Mr. Niccol, recounting consecutive quarters of same-store declines that have pushed shares down 11% from their all-time high, said the company’s efforts to expand its reach by focusing on its mobile app had turned into a problem instead of an advantage. “I also want to see mobile order not be a problem,” he said. “More access to Starbucks should be a good thing.”

More access

And more access is exactly what Starbucks is planning to deliver. While the company is conducting a round of corporate layoffs announced on Monday that will eliminate 1,100 roles, Mr. Niccol said on an earnings call last month that he still saw room to double its store count in the US. That’s growth potential that investors should be excited about, and perhaps explains why they seem to be shrugging away comparable store sales that declined 4% last quarter and falling margins.

“Despite near-term challenges, we have significant strengths and a clear plan,” he told investors. “We’re on the track to turn the business around. We are where we want to be one quarter in, but much of our work is just beginning.” As Mr. Niccol sees it, rock bottom is firmly in the rearview. He told the WSJ, meanwhile, that he hoped to have the technological problems solved within a year’s time.

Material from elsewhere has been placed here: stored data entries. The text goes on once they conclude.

//! Biological layering of a feedback-free view.
//!
//! # Rounds
//!
//! The first frontier is the set of roots of the view. Each round:
//!
//! 1. the frontier nodes at the lowest biological level present form the
//!    process set and become the next layer (the whole frontier when it has
//!    a single level),
//! 2. the rest of the frontier is postponed,
//! 3. successors of the process set whose every predecessor (other than
//!    themselves) has been placed join the next frontier, together with the
//!    postponed nodes.
//!
//! Rounds stop when the frontier is empty. Every round places at least one
//! node, so on a finite view the loop ends after at most `node_count`
//! rounds.
//!
//! # Unplaced Nodes
//!
//! A node is placed exactly when every one of its ancestors in the view is
//! reachable from a root. Reachability alone is not enough: a node fed by
//! both a root and a rootless cycle never has all of its predecessors
//! placed, so it stays unplaced together with the cycle and everything
//! downstream of it.

use aopnet_core::{GraphError, Layer};
use fixedbitset::FixedBitSet;
use petgraph::graph::NodeIndex;
use tracing::{debug, instrument, trace, warn};

use super::view::EdgeView;

/// Layers and leftover nodes of one layering pass.
#[derive(Debug, Clone)]
pub struct Layering<'a> {
    pub layers: Vec<Layer<'a>>,
    /// Nodes that never entered a frontier, in network order.
    pub unplaced: Vec<NodeIndex>,
}

/// Assign the nodes of `view` to layers.
///
/// # Errors
///
/// Propagates [`GraphError`] from [`Layer::new`]; the process set of a
/// round always shares one level, so this does not happen for views built
/// by this crate.
#[instrument(skip(view))]
pub fn assign_layers<'a>(view: &EdgeView<'_, 'a>) -> Result<Layering<'a>, GraphError> {
    let graph = view.graph();
    let mut visited = graph.node_set();
    let mut layers: Vec<Layer<'a>> = Vec::new();
    let mut frontier = view.roots();

    if frontier.is_empty() && graph.node_count() > 0 {
        warn!(
            events = graph.node_count(),
            "network has no root events; no layers assigned"
        );
    }

    while !frontier.is_empty() {
        let Some(min_level) = frontier.iter().map(|&n| graph.event(n).level).min() else {
            break;
        };
        let (process, postponed): (Vec<NodeIndex>, Vec<NodeIndex>) = frontier
            .into_iter()
            .partition(|&n| graph.event(n).level == min_level);

        for &node in &process {
            visited.insert(node.index());
        }
        trace!(
            round = layers.len(),
            level = %min_level,
            placed = process.len(),
            postponed = postponed.len(),
            "layer round"
        );

        let next = next_frontier(view, &process, postponed, &visited);
        layers.push(Layer::new(
            process.iter().map(|&n| graph.event(n)).collect(),
        )?);
        frontier = next;
    }

    let unplaced: Vec<NodeIndex> = graph
        .graph
        .node_indices()
        .filter(|n| !visited.contains(n.index()))
        .collect();
    if let Some(&first) = unplaced.first() {
        warn!(
            unplaced = unplaced.len(),
            first = %graph.event(first).id,
            "events with an ancestor outside the rooted part were left out of the layers"
        );
    }
    debug!(layers = layers.len(), "layering complete");

    Ok(Layering { layers, unplaced })
}

/// Ready successors of `process` followed by `postponed`, without repeats.
fn next_frontier(
    view: &EdgeView<'_, '_>,
    process: &[NodeIndex],
    postponed: Vec<NodeIndex>,
    visited: &FixedBitSet,
) -> Vec<NodeIndex> {
    let mut queued = view.graph().node_set();
    let mut next: Vec<NodeIndex> = Vec::new();

    for &node in process {
        for candidate in view.successors(node) {
            if visited.contains(candidate.index()) || queued.contains(candidate.index()) {
                continue;
            }
            let ready = view
                .predecessors(candidate)
                .iter()
                .all(|p| visited.contains(p.index()));
            if ready {
                queued.insert(candidate.index());
                next.push(candidate);
            }
        }
    }
    for node in postponed {
        if !queued.put(node.index()) {
            next.push(node);
        }
    }
    next
}
//! Indirect (transitively redundant) relationship detection.
//!
//! An edge `n → s` is indirect when `s` is also reachable from `n` through
//! some other successor of `n`, i.e. along a path of length two or more.
//! This is a display-oriented reduction: parallel edges between the same
//! pair stay direct, and self-loops are never successors.
//!
//! The walk runs on a feedback-free [`EdgeView`] and is seeded from that
//! view's roots. Reach sets are memoized per node in post-order, so each
//! node is expanded once per call.

use fixedbitset::FixedBitSet;
use petgraph::graph::NodeIndex;
use tracing::{debug, instrument, trace};

use super::view::EdgeView;

#[derive(Debug, Clone, Copy, PartialEq, Eq)]
enum Visit {
    New,
    Open,
    Done,
}

/// Find the indirect edges of `view`.
///
/// Returns a bitset over edge indices. A node still open on the walk (only
/// possible if the view is cyclic) contributes an empty reach set.
#[must_use]
#[instrument(skip(view))]
pub fn indirect_edges(view: &EdgeView<'_, '_>) -> FixedBitSet {
    let graph = view.graph();
    let mut indirect = graph.edge_set();
    let mut reach: Vec<FixedBitSet> = vec![FixedBitSet::new(); graph.node_count()];
    let mut state = vec![Visit::New; graph.node_count()];
    let mut stack: Vec<(NodeIndex, Vec<NodeIndex>, usize)> = Vec::new();

    for root in view.roots() {
        if state[root.index()] != Visit::New {
            continue;
        }
        state[root.index()] = Visit::Open;
        stack.push((root, view.successors(root), 0));

        while let Some((node, successors, cursor)) = stack.last_mut() {
            if let Some(&next) = successors.get(*cursor) {
                *cursor += 1;
                if state[next.index()] == Visit::New {
                    state[next.index()] = Visit::Open;
                    let next_successors = view.successors(next);
                    stack.push((next, next_successors, 0));
                }
                continue;
            }

            let node = *node;
            let successors = std::mem::take(successors);
            stack.pop();

            let mut deep = graph.node_set();
            for &s in &successors {
                deep.union_with(&reach[s.index()]);
            }
            for (edge, target) in view.outgoing(node) {
                if target != node && deep.contains(target.index()) {
                    trace!(edge = %graph.relationship(edge), "indirect edge");
                    indirect.insert(edge.index());
                }
            }
            for &s in &successors {
                deep.insert(s.index());
            }
            reach[node.index()] = deep;
            state[node.index()] = Visit::Done;
        }
    }

    debug!(indirect = indirect.count_ones(..), "indirect detection complete");
    indirect
}

#[cfg(test)]
mod tests {
    use super::*;
    use crate::graph::build::NetworkGraph;
    use aopnet_core::{BiologicalLevel, Event, Network, Relationship};

    fn network(ids: &[&str], edges: &[(&str, &str)]) -> Network {
        Network::new(
            "indirect",
            ids.iter()
                .map(|id| Event::new(*id, BiologicalLevel::Tissue))
                .collect(),
            edges
                .iter()
                .map(|(a, b)| Relationship::new(*a, *b))
                .collect(),
        )
    }

    fn names(net: &Network) -> Vec<String> {
        let graph = NetworkGraph::from_network(net).expect("graph");
        let view = EdgeView::full(&graph);
        let bits = indirect_edges(&view);
        graph
            .relationships_in(&bits)
            .into_iter()
            .map(|rel| rel.name().to_string())
            .collect()
    }

    #[test]
    fn diamond_shortcut_is_indirect() {
        let net = network(
            &["A", "B", "C", "D"],
            &[("A", "B"), ("A", "C"), ("B", "D"), ("C", "D"), ("A", "D")],
        );
        assert_eq!(names(&net), vec!["A>D"]);
    }

    #[test]
    fn chain_has_no_indirect_edges() {
        let net = network(&["A", "B", "C"], &[("A", "B"), ("B", "C")]);
        assert!(names(&net).is_empty());
    }

    #[test]
    fn long_shortcut_is_indirect() {
        let net = network(
            &["A", "B", "C", "D", "E"],
            &[("A", "B"), ("B", "C"), ("C", "D"), ("D", "E"), ("A", "E"), ("B", "E")],
        );
        assert_eq!(names(&net), vec!["A>E", "B>E"]);
    }

    #[test]
    fn shared_subtree_is_memoized_consistently() {
        // D is reached from both B and C; its reach must be the same either way.
        let net = network(
            &["A", "B", "C", "D", "E"],
            &[("A", "B"), ("A", "C"), ("B", "D"), ("C", "D"), ("D", "E"), ("C", "E")],
        );
        assert_eq!(names(&net), vec!["C>E"]);
    }

    #[test]
    fn parallel_edges_are_not_indirect() {
        let mut net = network(&["A", "B"], &[("A", "B")]);
        net.relationships
            .push(Relationship::new("A", "B").with_name("again"));
        assert!(names(&net).is_empty());
    }

    #[test]
    fn unreachable_component_is_skipped() {
        // The cycle has no root, so its shortcut is never examined.
        let net = network(
            &["X", "Y", "Z"],
            &[("X", "Y"), ("Y", "Z"), ("Z", "X"), ("X", "Z")],
        );
        assert!(names(&net).is_empty());
    }
}
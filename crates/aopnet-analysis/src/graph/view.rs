//! Edge-filtered views over a [`NetworkGraph`].
//!
//! Every analysis after feedback detection works on "the network minus its
//! feedback edges". Rather than copying the graph, an [`EdgeView`] pairs the
//! graph with a bitset of excluded edge indices and answers adjacency
//! questions through it. There is exactly one view per analysis pass.

use fixedbitset::FixedBitSet;
use petgraph::Direction;
use petgraph::graph::{EdgeIndex, NodeIndex};
use petgraph::visit::EdgeRef;

use super::build::NetworkGraph;

/// A [`NetworkGraph`] with a set of edges hidden.
#[derive(Debug, Clone)]
pub struct EdgeView<'g, 'a> {
    graph: &'g NetworkGraph<'a>,
    excluded: FixedBitSet,
}

impl<'g, 'a> EdgeView<'g, 'a> {
    /// A view that hides nothing.
    #[must_use]
    pub fn full(graph: &'g NetworkGraph<'a>) -> Self {
        Self {
            excluded: graph.edge_set(),
            graph,
        }
    }

    /// A view hiding every edge whose index is set in `excluded`.
    #[must_use]
    pub fn without(graph: &'g NetworkGraph<'a>, mut excluded: FixedBitSet) -> Self {
        excluded.grow(graph.edge_count());
        Self { graph, excluded }
    }

    #[must_use]
    pub const fn graph(&self) -> &'g NetworkGraph<'a> {
        self.graph
    }

    #[must_use]
    pub fn is_visible(&self, edge: EdgeIndex) -> bool {
        !self.excluded.contains(edge.index())
    }

    /// Visible outgoing edges of `node` as `(edge, target)`, in insertion
    /// order.
    #[must_use]
    pub fn outgoing(&self, node: NodeIndex) -> Vec<(EdgeIndex, NodeIndex)> {
        self.adjacent(node, Direction::Outgoing)
    }

    /// Visible incoming edges of `node` as `(edge, source)`, in insertion
    /// order.
    #[must_use]
    pub fn incoming(&self, node: NodeIndex) -> Vec<(EdgeIndex, NodeIndex)> {
        self.adjacent(node, Direction::Incoming)
    }

    /// Distinct successors of `node` through visible edges, excluding
    /// `node` itself.
    #[must_use]
    pub fn successors(&self, node: NodeIndex) -> Vec<NodeIndex> {
        distinct_others(node, self.outgoing(node))
    }

    /// Distinct predecessors of `node` through visible edges, excluding
    /// `node` itself.
    #[must_use]
    pub fn predecessors(&self, node: NodeIndex) -> Vec<NodeIndex> {
        distinct_others(node, self.incoming(node))
    }

    /// A node is a root iff no visible edge targets it.
    #[must_use]
    pub fn is_root(&self, node: NodeIndex) -> bool {
        self.graph
            .graph
            .edges_directed(node, Direction::Incoming)
            .all(|edge| !self.is_visible(edge.id()))
    }

    /// Root nodes in network event order.
    #[must_use]
    pub fn roots(&self) -> Vec<NodeIndex> {
        self.graph
            .graph
            .node_indices()
            .filter(|&node| self.is_root(node))
            .collect()
    }

    fn adjacent(&self, node: NodeIndex, dir: Direction) -> Vec<(EdgeIndex, NodeIndex)> {
        // petgraph yields adjacency most-recent first; sort back to insertion
        // order so traversals are reproducible against the input file.
        let mut edges: Vec<(EdgeIndex, NodeIndex)> = self
            .graph
            .graph
            .edges_directed(node, dir)
            .filter(|edge| self.is_visible(edge.id()))
            .map(|edge| {
                let other = match dir {
                    Direction::Outgoing => edge.target(),
                    Direction::Incoming => edge.source(),
                };
                (edge.id(), other)
            })
            .collect();
        edges.sort_unstable_by_key(|(edge, _)| edge.index());
        edges
    }
}

fn distinct_others(node: NodeIndex, edges: Vec<(EdgeIndex, NodeIndex)>) -> Vec<NodeIndex> {
    let mut seen: Vec<NodeIndex> = Vec::with_capacity(edges.len());
    for (_, other) in edges {
        if other != node && !seen.contains(&other) {
            seen.push(other);
        }
    }
    seen
}

#[cfg(test)]
mod tests {
    use super::*;
    use aopnet_core::{BiologicalLevel, Event, Network, Relationship};

    fn network(ids: &[&str], edges: &[(&str, &str)]) -> Network {
        Network::new(
            "view",
            ids.iter()
                .map(|id| Event::new(*id, BiologicalLevel::Tissue))
                .collect(),
            edges
                .iter()
                .map(|(a, b)| Relationship::new(*a, *b))
                .collect(),
        )
    }

    fn ids(graph: &NetworkGraph<'_>, nodes: &[NodeIndex]) -> Vec<String> {
        nodes.iter().map(|&n| graph.event(n).id.clone()).collect()
    }

    #[test]
    fn full_view_roots_follow_event_order() {
        let net = network(&["C", "A", "B"], &[("A", "B")]);
        let graph = NetworkGraph::from_network(&net).expect("graph");
        let view = EdgeView::full(&graph);
        assert_eq!(ids(&graph, &view.roots()), vec!["C", "A"]);
    }

    #[test]
    fn self_loop_is_not_a_successor_but_blocks_root() {
        let net = network(&["A", "B"], &[("A", "A"), ("A", "B")]);
        let graph = NetworkGraph::from_network(&net).expect("graph");
        let view = EdgeView::full(&graph);
        let a = graph.node_index("A").expect("A");
        assert_eq!(ids(&graph, &view.successors(a)), vec!["B"]);
        assert!(!view.is_root(a));
    }

    #[test]
    fn excluded_edges_disappear() {
        let net = network(&["A", "B", "C"], &[("A", "B"), ("B", "C"), ("C", "A")]);
        let graph = NetworkGraph::from_network(&net).expect("graph");
        assert!(EdgeView::full(&graph).roots().is_empty());

        let mut excluded = graph.edge_set();
        excluded.insert(2);
        let view = EdgeView::without(&graph, excluded);
        assert_eq!(ids(&graph, &view.roots()), vec!["A"]);
        let c = graph.node_index("C").expect("C");
        assert!(view.successors(c).is_empty());
        assert_eq!(ids(&graph, &view.predecessors(c)), vec!["B"]);
    }

    #[test]
    fn outgoing_is_in_insertion_order() {
        let net = network(&["A", "B", "C", "D"], &[("A", "D"), ("A", "B"), ("A", "C")]);
        let graph = NetworkGraph::from_network(&net).expect("graph");
        let view = EdgeView::full(&graph);
        let a = graph.node_index("A").expect("A");
        let targets: Vec<NodeIndex> = view.outgoing(a).into_iter().map(|(_, t)| t).collect();
        assert_eq!(ids(&graph, &targets), vec!["D", "B", "C"]);
    }

    #[test]
    fn parallel_edges_yield_one_successor() {
        let mut net = network(&["A", "B"], &[("A", "B")]);
        net.relationships
            .push(Relationship::new("A", "B").with_name("again"));
        let graph = NetworkGraph::from_network(&net).expect("graph");
        let view = EdgeView::full(&graph);
        let a = graph.node_index("A").expect("A");
        assert_eq!(view.outgoing(a).len(), 2);
        assert_eq!(view.successors(a).len(), 1);
    }
}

Mr. Niccol has been firm and clear in his messaging, but he’s also been smart to manage expectations with a goal that should be easy to beat. Software can practically write itself now with the aid of AI, and it shouldn’t take an entire year to perfect that algorithm that can better prioritize orders and reduce bottlenecks. Making Starbucks feel like Starbucks again should not be much of a lift.